HealthDay News — For patients newly diagnosed with type 2 diabetes, early intensification of therapy after metformin failure is associated with more rapid attainment of hemoglobin A1c (A1C) goals, according to a study published online August 12 in Diabetes Care.

Kevin M. Pantalone, DO, from the Cleveland Clinic, and colleagues identified patients with newly diagnosed type 2 diabetes who failed to reach the A1C goal after three months of metformin monotherapy. The authors compared the time to A1C goal attainment in patients who received early intensification of therapy (within 6 months of metformin failure) or late intensification. The analysis was performed in 1,168, 679, and 429 patients for A1C goals of 7, 7.5, and 8%, respectively.

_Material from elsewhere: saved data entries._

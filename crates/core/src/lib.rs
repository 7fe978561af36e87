//! strictjson-core: JSON lexer and parser with extra semantic rules.
//!
//! Raw text is lexed into [`Token`]s, which the [`Parser`] turns into a
//! [`Node`] tree while checking rules the JSON grammar does not require:
//! number formatting, key validity, and element-kind homogeneity in arrays.
//! Violations are collected as [`Diagnostic`]s rather than stopping the
//! parse.
//!
//! # Public API
//!
//! - [`parse_str()`] -- lex and parse raw text
//! - [`parse_tokens()`] -- parse a pre-built token sequence
//! - [`lex()`] / [`tokenize()`] / [`Lexer`] -- lexing on its own
//! - [`Parsed`] -- tree, diagnostics, and fault of one parse
//! - Tree types: [`Node`], [`Pair`], [`NodeKind`]

pub mod ast;
pub mod error;
pub mod lexer;
pub mod parser;
pub mod token;

// ── Convenience re-exports: key types ────────────────────────────────

pub use ast::{Node, NodeKind, Pair};
pub use error::{Diagnostic, DiagnosticKind, LexError, LexErrorKind, ParseFault};
pub use lexer::{Lexed, Lexer};
pub use parser::{Parsed, Parser, DEFAULT_MAX_DEPTH};
pub use token::{Token, TokenKind};

// ── Convenience re-exports: entry points ─────────────────────────────

pub use lexer::{lex, tokenize};
pub use parser::{parse_str, parse_tokens};
//! CLI integration tests for all subcommands.
//!
//! Uses `assert_cmd` to spawn the `strictjson` binary and verify
//! exit codes, stdout content, and stderr content. Inputs are written
//! to a temporary directory per test.

use assert_cmd::cargo::cargo_bin_cmd;
use assert_cmd::Command;
use predicates::prelude::*;
use std::fs;
use std::path::PathBuf;
use tempfile::TempDir;

fn strictjson() -> Command {
    cargo_bin_cmd!("strictjson")
}

/// Write `contents` to `name` inside `dir` and return the path.
fn fixture(dir: &TempDir, name: &str, contents: &str) -> PathBuf {
    let path = dir.path().join(name);
    fs::write(&path, contents).expect("write fixture");
    path
}

// ──────────────────────────────────────────────
// 1. Help and version
// ──────────────────────────────────────────────

#[test]
fn help_exits_0_with_description() {
    strictjson()
        .arg("--help")
        .assert()
        .success()
        .stdout(predicate::str::contains(
            "Strict JSON parser with semantic checks",
        ));
}

#[test]
fn version_exits_0() {
    strictjson()
        .arg("--version")
        .assert()
        .success()
        .stdout(predicate::str::contains("strictjson"));
}

// ──────────────────────────────────────────────
// 2. parse
// ──────────────────────────────────────────────

#[test]
fn parse_valid_file_prints_tree() {
    let dir = TempDir::new().unwrap();
    let file = fixture(&dir, "ok.json", r#"{"name": "ada", "tags": ["x", "y"]}"#);
    strictjson()
        .arg("parse")
        .arg(&file)
        .assert()
        .success()
        .stdout(predicate::str::starts_with("Abstract Syntax Tree:\nNode: OBJECT\n"))
        .stdout(predicate::str::contains("    Leaf: KEY -> name\n"))
        .stdout(predicate::str::contains("      Leaf: STRING -> y\n"));
}

#[test]
fn parse_invalid_file_prints_errors_and_exits_1() {
    let dir = TempDir::new().unwrap();
    let file = fixture(&dir, "dup.json", r#"{"a": 1, "a": 2, "b": [1, "x"]}"#);
    strictjson()
        .arg("parse")
        .arg(&file)
        .assert()
        .failure()
        .code(1)
        .stdout(predicate::str::contains("Semantic errors:"))
        .stdout(predicate::str::contains(
            "-Error Type 5 at a: No Duplicate Keys in Dictionary.",
        ))
        .stdout(predicate::str::contains(
            "-Error Type 6 at x: Consistent Types for List Elements.",
        ));
}

#[test]
fn parse_indent_flag_changes_layout() {
    let dir = TempDir::new().unwrap();
    let file = fixture(&dir, "arr.json", "[1]");
    strictjson()
        .args(["--indent", "1", "parse"])
        .arg(&file)
        .assert()
        .success()
        .stdout("Abstract Syntax Tree:\nNode: ARRAY\n Leaf: NUMBER -> 1\n");
}

#[test]
fn parse_json_output() {
    let dir = TempDir::new().unwrap();
    let file = fixture(&dir, "num.json", "[01, 2]");
    let out = strictjson()
        .args(["--output", "json", "parse"])
        .arg(&file)
        .assert()
        .failure()
        .get_output()
        .stdout
        .clone();
    let report: serde_json::Value = serde_json::from_slice(&out).expect("json report");
    assert_eq!(report["valid"], false);
    assert_eq!(report["diagnostics"][0]["kind"], "number_prefix");
    assert_eq!(report["diagnostics"][0]["rule"], 3);
    assert!(report.get("tree").is_none());
}

#[test]
fn parse_writes_report_to_out_file() {
    let dir = TempDir::new().unwrap();
    let file = fixture(&dir, "ok.json", "[true, false]");
    let out = dir.path().join("report.txt");
    strictjson()
        .arg("--out")
        .arg(&out)
        .arg("parse")
        .arg(&file)
        .assert()
        .success()
        .stdout("");
    let written = fs::read_to_string(&out).unwrap();
    assert!(written.contains("Leaf: BOOL -> false"), "{written}");
}

#[test]
fn parse_missing_file_exits_1() {
    strictjson()
        .args(["parse", "does/not/exist.json"])
        .assert()
        .failure()
        .stderr(predicate::str::contains("error reading file"));
}

#[test]
fn missing_file_json_error_is_valid_json() {
    let path = r#"no\such "dir"\doc.json"#;
    let out = strictjson()
        .args(["--output", "json", "parse", path])
        .assert()
        .failure()
        .code(1)
        .get_output()
        .stderr
        .clone();
    let err: serde_json::Value = serde_json::from_slice(&out).expect("json error");
    let msg = err["error"].as_str().expect("error string");
    assert!(msg.contains(path), "{msg}");
}

#[test]
fn parse_deeply_nested_file_fails_cleanly() {
    let dir = TempDir::new().unwrap();
    let depth = 100_000;
    let src = format!("{}{}", "[".repeat(depth), "]".repeat(depth));
    let file = fixture(&dir, "deep.json", &src);
    strictjson()
        .arg("parse")
        .arg(&file)
        .assert()
        .failure()
        .code(1)
        .stdout(predicate::str::contains(
            "-Error: Maximum nesting depth of 100 exceeded.",
        ));
}

#[test]
fn lexical_errors_are_logged_as_warnings() {
    let dir = TempDir::new().unwrap();
    let file = fixture(&dir, "lex.json", "[1, 2, nope]");
    strictjson()
        .arg("parse")
        .arg(&file)
        .assert()
        .success()
        .stderr(predicate::str::contains("Invalid keyword: 'nope'"));
}

// ──────────────────────────────────────────────
// 3. check
// ──────────────────────────────────────────────

#[test]
fn check_valid_prints_valid() {
    let dir = TempDir::new().unwrap();
    let file = fixture(&dir, "ok.json", "{}");
    strictjson()
        .arg("check")
        .arg(&file)
        .assert()
        .success()
        .stdout("valid\n");
}

#[test]
fn check_quiet_prints_nothing_on_failure() {
    let dir = TempDir::new().unwrap();
    let file = fixture(&dir, "bad.json", r#"{"true": 1}"#);
    strictjson()
        .args(["--quiet", "check"])
        .arg(&file)
        .assert()
        .failure()
        .stdout("");
}

// ──────────────────────────────────────────────
// 4. tokens and replay
// ──────────────────────────────────────────────

#[test]
fn tokens_prints_dump_lines() {
    let dir = TempDir::new().unwrap();
    let file = fixture(&dir, "t.json", r#"{"k": null}"#);
    strictjson()
        .arg("tokens")
        .arg(&file)
        .assert()
        .success()
        .stdout("<LBRACE: {>\n<STRING: k>\n<COLON: :>\n<NULL: null>\n<RBRACE: }>\n");
}

#[test]
fn replay_parses_a_token_dump() {
    let dir = TempDir::new().unwrap();
    let dump = fixture(
        &dir,
        "input.txt",
        "<LBRACKET: [>\n<NUMBER: .5>\n<RBRACKET: ]>\n",
    );
    strictjson()
        .arg("replay")
        .arg(&dump)
        .assert()
        .failure()
        .stdout(predicate::str::contains(
            "-Error Type 1 at .5: Invalid Numbers.",
        ));
}

#[test]
fn replay_skips_malformed_lines() {
    let dir = TempDir::new().unwrap();
    let dump = fixture(
        &dir,
        "input.txt",
        "<LBRACKET: [>\ngarbage\n<TRUE: true>\n<RBRACKET: ]>\n",
    );
    strictjson()
        .arg("replay")
        .arg(&dump)
        .assert()
        .success()
        .stdout(predicate::str::contains("Leaf: BOOL -> true"))
        .stderr(predicate::str::contains("invalid token format"));
}

#[test]
fn tokens_then_replay_matches_parse() {
    let dir = TempDir::new().unwrap();
    let src = r#"{"a": [1.5, 2], "b": {"c": "d"}}"#;
    let file = fixture(&dir, "doc.json", src);

    let dump = strictjson()
        .arg("tokens")
        .arg(&file)
        .assert()
        .success()
        .get_output()
        .stdout
        .clone();
    let dump_path = dir.path().join("doc.tokens");
    fs::write(&dump_path, dump).unwrap();

    let direct = strictjson().arg("parse").arg(&file).assert().success();
    let replayed = strictjson().arg("replay").arg(&dump_path).assert().success();
    assert_eq!(direct.get_output().stdout, replayed.get_output().stdout);
}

The researchers found that when poor glycemic control was defined as A1C >7.0, >7.5, and >8.0%, treatment was intensified early in 62, 69, and 72% of patients, respectively. The higher the A1C category, the greater the probability was of undergoing an early intensification. Among patients who received early intensification, time to A1C goal attainment was shorter, regardless of the A1C goal (all P<0.05).

“A substantial number of patients with newly diagnosed type 2 diabetes fail to undergo intensification of therapy within 6 months of metformin monotherapy failure,” the authors write. “Early intervention in patients when metformin monotherapy failed resulted in more rapid attainment of A1C goals.”

Several authors disclosed financial ties to biopharmaceutical companies, including Merck, which funded the study.